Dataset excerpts
|---|

use crate::models::seat::{BulkSeatCreateRequest, Seat, SeatCategory, SeatCreateRequest, SeatStatus};
use crate::utils::error::{AppError, AppResult};
use sqlx::{MySql, MySqlPool, Transaction};
use validator::Validate;

const SEAT_COLUMNS: &str = "id, screen_id, seat_row, seat_number, category, status, version";

/// Sole writer of `seats.status`. Claims and releases run as all-or-nothing
/// batches under row locks so concurrent bookings of the same seat resolve
/// to exactly one winner.
#[derive(Clone)]
pub struct SeatService {
    pool: MySqlPool,
}

impl SeatService {
    pub fn new(pool: MySqlPool) -> Self {
        SeatService { pool }
    }

    /// Transitions every seat in `seat_ids` from `available` to `desired`
    /// inside the caller's transaction. Rows are locked in ascending id
    /// order; if any seat is missing, on the wrong screen, or not available,
    /// nothing is mutated and the error names the offending seats.
    pub async fn claim_in_tx(
        tx: &mut Transaction<'_, MySql>,
        screen_id: i32,
        seat_ids: &[i32],
        desired: SeatStatus,
    ) -> AppResult<Vec<Seat>> {
        if !matches!(desired, SeatStatus::Reserved | SeatStatus::Booked) {
            return Err(AppError::ValidationError(
                "Seats can only be claimed as reserved or booked".into(),
            ));
        }

        let mut ids: Vec<i32> = seat_ids.to_vec();
        ids.sort_unstable();
        ids.dedup();
        if ids.len() != seat_ids.len() {
            return Err(AppError::ValidationError("Duplicate seat ids in claim".into()));
        }
        if ids.is_empty() {
            return Err(AppError::ValidationError("No seats requested".into()));
        }

        let placeholders = vec!["?"; ids.len()].join(", ");
        let select_sql = format!(
            "SELECT {} FROM seats WHERE id IN ({}) ORDER BY id FOR UPDATE",
            SEAT_COLUMNS, placeholders
        );
        let mut select = sqlx::query_as::<_, Seat>(&select_sql);
        for id in &ids {
            select = select.bind(id);
        }
        let seats = select.fetch_all(&mut **tx).await?;

        if seats.len() != ids.len() {
            let missing: Vec<i32> = ids
                .iter()
                .copied()
                .filter(|id| !seats.iter().any(|s| s.id == *id))
                .collect();
            return Err(AppError::NotFound(format!("Seats not found: {:?}", missing)));
        }

        if let Some(stray) = seats.iter().find(|s| s.screen_id != screen_id) {
            return Err(AppError::ValidationError(format!(
                "Seat {} does not belong to screen {}",
                stray.id, screen_id
            )));
        }

        let unavailable: Vec<i32> = seats
            .iter()
            .filter(|s| s.status != SeatStatus::Available)
            .map(|s| s.id)
            .collect();
        if !unavailable.is_empty() {
            return Err(AppError::SeatConflict { seats: unavailable });
        }

        let update_sql = format!(
            "UPDATE seats SET status = ?, version = version + 1 \
             WHERE id IN ({}) AND status = 'available'",
            placeholders
        );
        let mut update = sqlx::query(&update_sql).bind(desired);
        for id in &ids {
            update = update.bind(id);
        }
        let result = update.execute(&mut **tx).await?;
        if result.rows_affected() != ids.len() as u64 {
            // Rows are locked, so this indicates a broken invariant rather
            // than a lost race.
            return Err(AppError::DatabaseError(
                "Seat claim mutated an unexpected number of rows".into(),
            ));
        }

        Ok(seats
            .into_iter()
            .map(|mut seat| {
                seat.status = desired;
                seat.version += 1;
                seat
            })
            .collect())
    }

    /// Returns seats to `available` inside the caller's transaction.
    /// Idempotent: already-available seats are left untouched.
    pub async fn release_in_tx(tx: &mut Transaction<'_, MySql>, seat_ids: &[i32]) -> AppResult<()> {
        if seat_ids.is_empty() {
            return Ok(());
        }
        let mut ids: Vec<i32> = seat_ids.to_vec();
        ids.sort_unstable();
        ids.dedup();

        let placeholders = vec!["?"; ids.len()].join(", ");
        let sql = format!(
            "UPDATE seats SET status = 'available', version = version + 1 \
             WHERE id IN ({}) AND status IN ('reserved', 'booked')",
            placeholders
        );
        let mut query = sqlx::query(&sql);
        for id in &ids {
            query = query.bind(id);
        }
        query.execute(&mut **tx).await?;
        Ok(())
    }

    /// Claim as a standalone operation with its own transaction.
    pub async fn claim(
        &self,
        screen_id: i32,
        seat_ids: &[i32],
        desired: SeatStatus,
    ) -> AppResult<Vec<Seat>> {
        let mut tx = self.pool.begin().await?;
        let seats = Self::claim_in_tx(&mut tx, screen_id, seat_ids, desired).await?;
        tx.commit().await?;
        Ok(seats)
    }

    /// Release as a standalone operation with its own transaction.
    pub async fn release(&self, seat_ids: &[i32]) -> AppResult<()> {
        let mut tx = self.pool.begin().await?;
        Self::release_in_tx(&mut tx, seat_ids).await?;
        tx.commit().await?;
        Ok(())
    }

    pub async fn create_seat(&self, request: SeatCreateRequest) -> AppResult<Seat> {
        request.validate()?;
        self.ensure_screen_exists(request.screen_id).await?;

        let category = request.category.unwrap_or(SeatCategory::Standard);
        let result = sqlx::query(
            "INSERT INTO seats (screen_id, seat_row, seat_number, category) VALUES (?, ?, ?, ?)",
        )
        .bind(request.screen_id)
        .bind(&request.seat_row)
        .bind(request.seat_number)
        .bind(category)
        .execute(&self.pool)
        .await
        .map_err(|e| match &e {
            sqlx::Error::Database(db) if db.is_unique_violation() => {
                AppError::Conflict("A seat already exists at that position".into())
            }
            _ => AppError::from(e),
        })?;

        self.get_seat(result.last_insert_id() as i32).await
    }

    /// Creates a rectangular block of seats for a screen in one transaction.
    pub async fn bulk_create_seats(&self, request: BulkSeatCreateRequest) -> AppResult<Vec<Seat>> {
        request.validate()?;
        self.ensure_screen_exists(request.screen_id).await?;

        let category = request.category.unwrap_or(SeatCategory::Standard);
        let mut tx = self.pool.begin().await?;
        for row in &request.rows {
            for number in 1..=request.seats_per_row {
                sqlx::query(
                    "INSERT INTO seats (screen_id, seat_row, seat_number, category) VALUES (?, ?, ?, ?)",
                )
                .bind(request.screen_id)
                .bind(row)
                .bind(number)
                .bind(category)
                .execute(&mut *tx)
                .await
                .map_err(|e| match &e {
                    sqlx::Error::Database(db) if db.is_unique_violation() => {
                        AppError::Conflict(format!("Seat {}{} already exists", row, number))
                    }
                    _ => AppError::from(e),
                })?;
            }
        }
        tx.commit().await?;

        log::info!(
            "created {} seats on screen {}",
            request.rows.len() as i32 * request.seats_per_row,
            request.screen_id
        );
        self.seats_by_screen(request.screen_id, 0, i64::MAX).await
    }

    pub async fn get_seat(&self, seat_id: i32) -> AppResult<Seat> {
        let sql = format!("SELECT {} FROM seats WHERE id = ?", SEAT_COLUMNS);
        sqlx::query_as::<_, Seat>(&sql)
            .bind(seat_id)
            .fetch_optional(&self.pool)
            .await?
            .ok_or_else(|| AppError::NotFound("Seat not found".into()))
    }

    pub async fn seats_by_screen(&self, screen_id: i32, skip: i64, limit: i64) -> AppResult<Vec<Seat>> {
        let sql = format!(
            "SELECT {} FROM seats WHERE screen_id = ? ORDER BY seat_row, seat_number LIMIT ? OFFSET ?",
            SEAT_COLUMNS
        );
        Ok(sqlx::query_as::<_, Seat>(&sql)
            .bind(screen_id)
            .bind(limit)
            .bind(skip)
            .fetch_all(&self.pool)
            .await?)
    }

    /// Read-only status query; no locking.
    pub async fn seats_by_status(&self, screen_id: i32, status: SeatStatus) -> AppResult<Vec<Seat>> {
        let sql = format!(
            "SELECT {} FROM seats WHERE screen_id = ? AND status = ? ORDER BY seat_row, seat_number",
            SEAT_COLUMNS
        );
        Ok(sqlx::query_as::<_, Seat>(&sql)
            .bind(screen_id)
            .bind(status)
            .fetch_all(&self.pool)
            .await?)
    }

    /// Admin maintenance transitions only. `booked` is reachable solely
    /// through a booking's claim, never set directly.
    pub async fn update_seat_status(&self, seat_id: i32, status: SeatStatus) -> AppResult<Seat> {
        let mut tx = self.pool.begin().await?;

        let sql = format!("SELECT {} FROM seats WHERE id = ? FOR UPDATE", SEAT_COLUMNS);
        let seat = sqlx::query_as::<_, Seat>(&sql)
            .bind(seat_id)
            .fetch_optional(&mut *tx)
            .await?
            .ok_or_else(|| AppError::NotFound("Seat not found".into()))?;

        let allowed = matches!(
            (seat.status, status),
            (SeatStatus::Available, SeatStatus::Blocked)
                | (SeatStatus::Blocked, SeatStatus::Available)
                | (SeatStatus::Reserved, SeatStatus::Available)
        );
        if !allowed {
            return Err(AppError::Conflict(format!(
                "Seat status cannot change from {} to {}",
                seat.status, status
            )));
        }

        sqlx::query("UPDATE seats SET status = ?, version = version + 1 WHERE id = ?")
            .bind(status)
            .bind(seat_id)
            .execute(&mut *tx)
            .await?;
        tx.commit().await?;

        self.get_seat(seat_id).await
    }

    /// Deletion is rejected while any ticket references the seat, so booked
    /// history never dangles.
    pub async fn delete_seat(&self, seat_id: i32) -> AppResult<()> {
        let referenced: i64 =
            sqlx::query_scalar("SELECT COUNT(*) FROM tickets WHERE seat_id = ?")
                .bind(seat_id)
                .fetch_one(&self.pool)
                .await?;
        if referenced > 0 {
            return Err(AppError::Conflict(
                "Seat is referenced by tickets and cannot be deleted".into(),
            ));
        }

        let result = sqlx::query("DELETE FROM seats WHERE id = ?")
            .bind(seat_id)
            .execute(&self.pool)
            .await?;
        if result.rows_affected() == 0 {
            return Err(AppError::NotFound("Seat not found".into()));
        }
        Ok(())
    }

    async fn ensure_screen_exists(&self, screen_id: i32) -> AppResult<()> {
        let exists: i64 = sqlx::query_scalar("SELECT COUNT(*) FROM screens WHERE id = ?")
            .bind(screen_id)
            .fetch_one(&self.pool)
            .await?;
        if exists == 0 {
            return Err(AppError::NotFound("Screen not found".into()));
        }
        Ok(())
    }
}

|---|

Exercise brief = Take the lines above from the one containing "SeatStatus) -> AppResult<Seat>" down to the one containing "WHERE id = ? FOR", and transcribe them exactly, both ends included.

Output for this exercise =
    pub async fn update_seat_status(&self, seat_id: i32, status: SeatStatus) -> AppResult<Seat> {
        let mut tx = self.pool.begin().await?;

        let sql = format!("SELECT {} FROM seats WHERE id = ? FOR UPDATE", SEAT_COLUMNS);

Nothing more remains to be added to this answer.